## YOUR INSTRUCTIONS
Copy each line below holding "json".

-------- DATASET EXCERPTS --------

#[cfg(test)]
#[allow(clippy::unwrap_used)]
mod tests {
    use super::*;
    use crate::realtime::connection::{ChannelHandle, Emitter};
    use crate::realtime::transport::{MemoryConnector, MemoryPeer};
    use helpmate_shared::{TicketId, UserId};
    use serde_json::json;
    use std::time::Duration;
    use tokio::sync::broadcast;
    use tokio::task::JoinHandle;

    fn fast_policy() -> ReconnectPolicy {
        ReconnectPolicy {
            max_attempts: 3,
            base_delay: Duration::from_millis(2),
            max_delay: Duration::from_millis(5),
        }
    }

    fn spawn_driver(connector: &MemoryConnector) -> (ChannelHandle, JoinHandle<()>) {
        let (handle, outbound) = ChannelHandle::new("chat");
        let driver = ChannelDriver {
            shared: Arc::clone(&handle.shared),
            credential: "token-1".to_string(),
            connector: Arc::new(connector.clone()),
            policy: fast_policy(),
            outbound,
            shutdown: handle.shared.shutdown.subscribe(),
        };
        (handle, tokio::spawn(driver.run()))
    }

    async fn next_lifecycle(events: &mut broadcast::Receiver<ChannelEvent>) -> Lifecycle {
        loop {
            if let ChannelEvent::Lifecycle(l) = events.recv().await.unwrap() {
                return l;
            }
        }
    }

    async fn wait_for_state(handle: &ChannelHandle, wanted: impl Fn(&ConnectionState) -> bool) {
        let mut state = handle.watch_state();
        tokio::time::timeout(Duration::from_secs(2), async {
            while !wanted(&state.borrow_and_update()) {
                state.changed().await.unwrap();
            }
        })
        .await
        .unwrap();
    }

    fn authenticate(peer: &MemoryPeer) {
        assert!(peer.send_json(json!({"event": "connect"})));
        assert!(peer.send_json(json!({"event": "connected", "data": {"userId": "u1"}})));
    }

    #[tokio::test]
    async fn test_connect_then_authenticate() {
        let connector = MemoryConnector::new();
        let peer = connector.accept();
        let (handle, _task) = spawn_driver(&connector);
        let mut events = handle.subscribe();

        authenticate(&peer);
        wait_for_state(&handle, |s| s.is_authenticated()).await;

        assert_eq!(
            handle.state(),
            ConnectionState::Authenticated {
                user_id: UserId::from("u1")
            }
        );
        assert_eq!(
            connector.attempts(),
            vec![("chat".to_string(), "token-1".to_string())]
        );

        // Lifecycle notifications precede the raw inbound events
        let mut seen = Vec::new();
        while seen.len() < 3 {
            seen.push(next_lifecycle(&mut events).await);
        }
        assert!(seen.contains(&Lifecycle::Connected));
        assert!(seen.contains(&Lifecycle::Authenticated {
            user_id: UserId::from("u1")
        }));
    }

    #[tokio::test]
    async fn test_outbound_events_reach_transport() {
        let connector = MemoryConnector::new();
        let mut peer = connector.accept();
        let (handle, _task) = spawn_driver(&connector);

        authenticate(&peer);
        wait_for_state(&handle, |s| s.is_authenticated()).await;

        handle
            .emit(OutboundEvent::JoinTicket {
                ticket_id: TicketId::from("T1"),
            })
            .unwrap();
        assert_eq!(
            peer.recv().await.unwrap(),
            r#"{"event":"join-ticket","data":{"ticketId":"T1"}}"#
        );
    }

    #[tokio::test]
    async fn test_malformed_frames_are_dropped() {
        let connector = MemoryConnector::new();
        let peer = connector.accept();
        let (handle, _task) = spawn_driver(&connector);
        let mut events = handle.subscribe();

        authenticate(&peer);
        assert!(peer.send_frame("not json at all"));
        assert!(peer.send_json(json!({"event": "joined-ticket", "data": {"ticketId": "T1"}})));

        let joined = tokio::time::timeout(Duration::from_secs(2), async {
            loop {
                if let ChannelEvent::Inbound(InboundEvent::JoinedTicket { ticket_id }) =
                    events.recv().await.unwrap()
                {
                    return ticket_id;
                }
            }
        })
        .await
        .unwrap();
        assert_eq!(joined, TicketId::from("T1"));
        assert!(handle.state().is_authenticated());
    }

    #[tokio::test]
    async fn test_reconnects_after_transport_loss() {
        let connector = MemoryConnector::new();
        let first = connector.accept();
        let second = connector.accept();
        let (handle, _task) = spawn_driver(&connector);

        authenticate(&first);
        wait_for_state(&handle, |s| s.is_authenticated()).await;

        first.close();
        wait_for_state(&handle, |s| *s == ConnectionState::Connected).await;

        authenticate(&second);
        wait_for_state(&handle, |s| s.is_authenticated()).await;
        assert_eq!(connector.attempts().len(), 2);
    }

    #[tokio::test]
    async fn test_gives_up_after_max_attempts() {
        let connector = MemoryConnector::new();
        let (handle, task) = spawn_driver(&connector);

        tokio::time::timeout(Duration::from_secs(2), task)
            .await
            .unwrap()
            .unwrap();

        assert_eq!(
            handle.state(),
            ConnectionState::Failed(FailureReason::Offline)
        );
        assert_eq!(connector.attempts().len(), 3);
    }

    #[tokio::test]
    async fn test_drop_before_authentication_costs_an_attempt() {
        let connector = MemoryConnector::new();
        for _ in 0..10 {
            connector.accept().close();
        }
        let (handle, task) = spawn_driver(&connector);

        tokio::time::timeout(Duration::from_secs(2), task)
            .await
            .unwrap()
            .unwrap();

        assert_eq!(
            handle.state(),
            ConnectionState::Failed(FailureReason::Offline)
        );
        assert_eq!(connector.attempts().len(), 3);
    }

    #[tokio::test]
    async fn test_authentication_restores_attempt_budget() {
        let connector = MemoryConnector::new();
        connector.accept().close();
        connector.accept().close();
        let session = connector.accept();
        authenticate(&session);
        session.close();
        for _ in 0..10 {
            connector.accept().close();
        }
        let (handle, task) = spawn_driver(&connector);
        let mut events = handle.subscribe();

        tokio::time::timeout(Duration::from_secs(2), task)
            .await
            .unwrap()
            .unwrap();

        // Two dropped opens, one session, then a full cycle of three
        assert_eq!(connector.attempts().len(), 6);
        let mut authenticated = 0;
        let mut last = None;
        while let Ok(event) = events.try_recv() {
            if let ChannelEvent::Lifecycle(lifecycle) = event {
                if matches!(lifecycle, Lifecycle::Authenticated { .. }) {
                    authenticated += 1;
                }
                last = Some(lifecycle);
            }
        }
        assert_eq!(authenticated, 1);
        assert_eq!(last, Some(Lifecycle::Failed(FailureReason::Offline)));
    }

    #[tokio::test]
    async fn test_stale_outbound_not_replayed_after_reconnect() {
        let connector = MemoryConnector::new();
        let first = connector.accept();
        let mut second = connector.accept();
        let (handle, _task) = spawn_driver(&connector);

        authenticate(&first);
        wait_for_state(&handle, |s| s.is_authenticated()).await;

        // Queued while the session is still up but written after it ends
        first.close();
        handle
            .emit(OutboundEvent::JoinTicket {
                ticket_id: TicketId::from("T1"),
            })
            .unwrap();
        wait_for_state(&handle, |s| *s == ConnectionState::Connected).await;

        authenticate(&second);
        wait_for_state(&handle, |s| s.is_authenticated()).await;
        handle
            .emit(OutboundEvent::JoinTicket {
                ticket_id: TicketId::from("T2"),
            })
            .unwrap();
        assert_eq!(
            second.recv().await.unwrap(),
            r#"{"event":"join-ticket","data":{"ticketId":"T2"}}"#
        );
    }

    #[tokio::test]
    async fn test_handshake_rejection_is_terminal() {
        let connector = MemoryConnector::new();
        connector.refuse(TransportError::Rejected("handshake returned 401".into()));
        let (handle, task) = spawn_driver(&connector);

        tokio::time::timeout(Duration::from_secs(2), task)
            .await
            .unwrap()
            .unwrap();

        assert_eq!(
            handle.state(),
            ConnectionState::Failed(FailureReason::AuthenticationRejected(
                "handshake returned 401".to_string()
            ))
        );
        assert_eq!(connector.attempts().len(), 1);
    }

    #[tokio::test]
    async fn test_error_before_authentication_is_rejection() {
        let connector = MemoryConnector::new();
        let peer = connector.accept();
        let (handle, task) = spawn_driver(&connector);

        assert!(peer.send_json(json!({"event": "error", "data": {"message": "invalid token"}})));

        tokio::time::timeout(Duration::from_secs(2), task)
            .await
            .unwrap()
            .unwrap();
        assert_eq!(
            handle.state(),
            ConnectionState::Failed(FailureReason::AuthenticationRejected(
                "invalid token".to_string()
            ))
        );
    }

    #[tokio::test]
    async fn test_shutdown_closes_channel() {
        let connector = MemoryConnector::new();
        let mut peer = connector.accept();
        let (handle, task) = spawn_driver(&connector);

        authenticate(&peer);
        wait_for_state(&handle, |s| s.is_authenticated()).await;

        handle.shutdown();
        tokio::time::timeout(Duration::from_secs(2), task)
            .await
            .unwrap()
            .unwrap();

        assert_eq!(handle.state(), ConnectionState::Disconnected);
        assert_eq!(peer.recv().await, None);
    }
}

--------

## SOLUTION
    use serde_json::json;
        assert!(peer.send_json(json!({"event": "connect"})));
        assert!(peer.send_json(json!({"event": "connected", "data": {"userId": "u1"}})));
        assert!(peer.send_frame("not json at all"));
        assert!(peer.send_json(json!({"event": "joined-ticket", "data": {"ticketId": "T1"}})));
        assert!(peer.send_json(json!({"event": "error", "data": {"message": "invalid token"}})));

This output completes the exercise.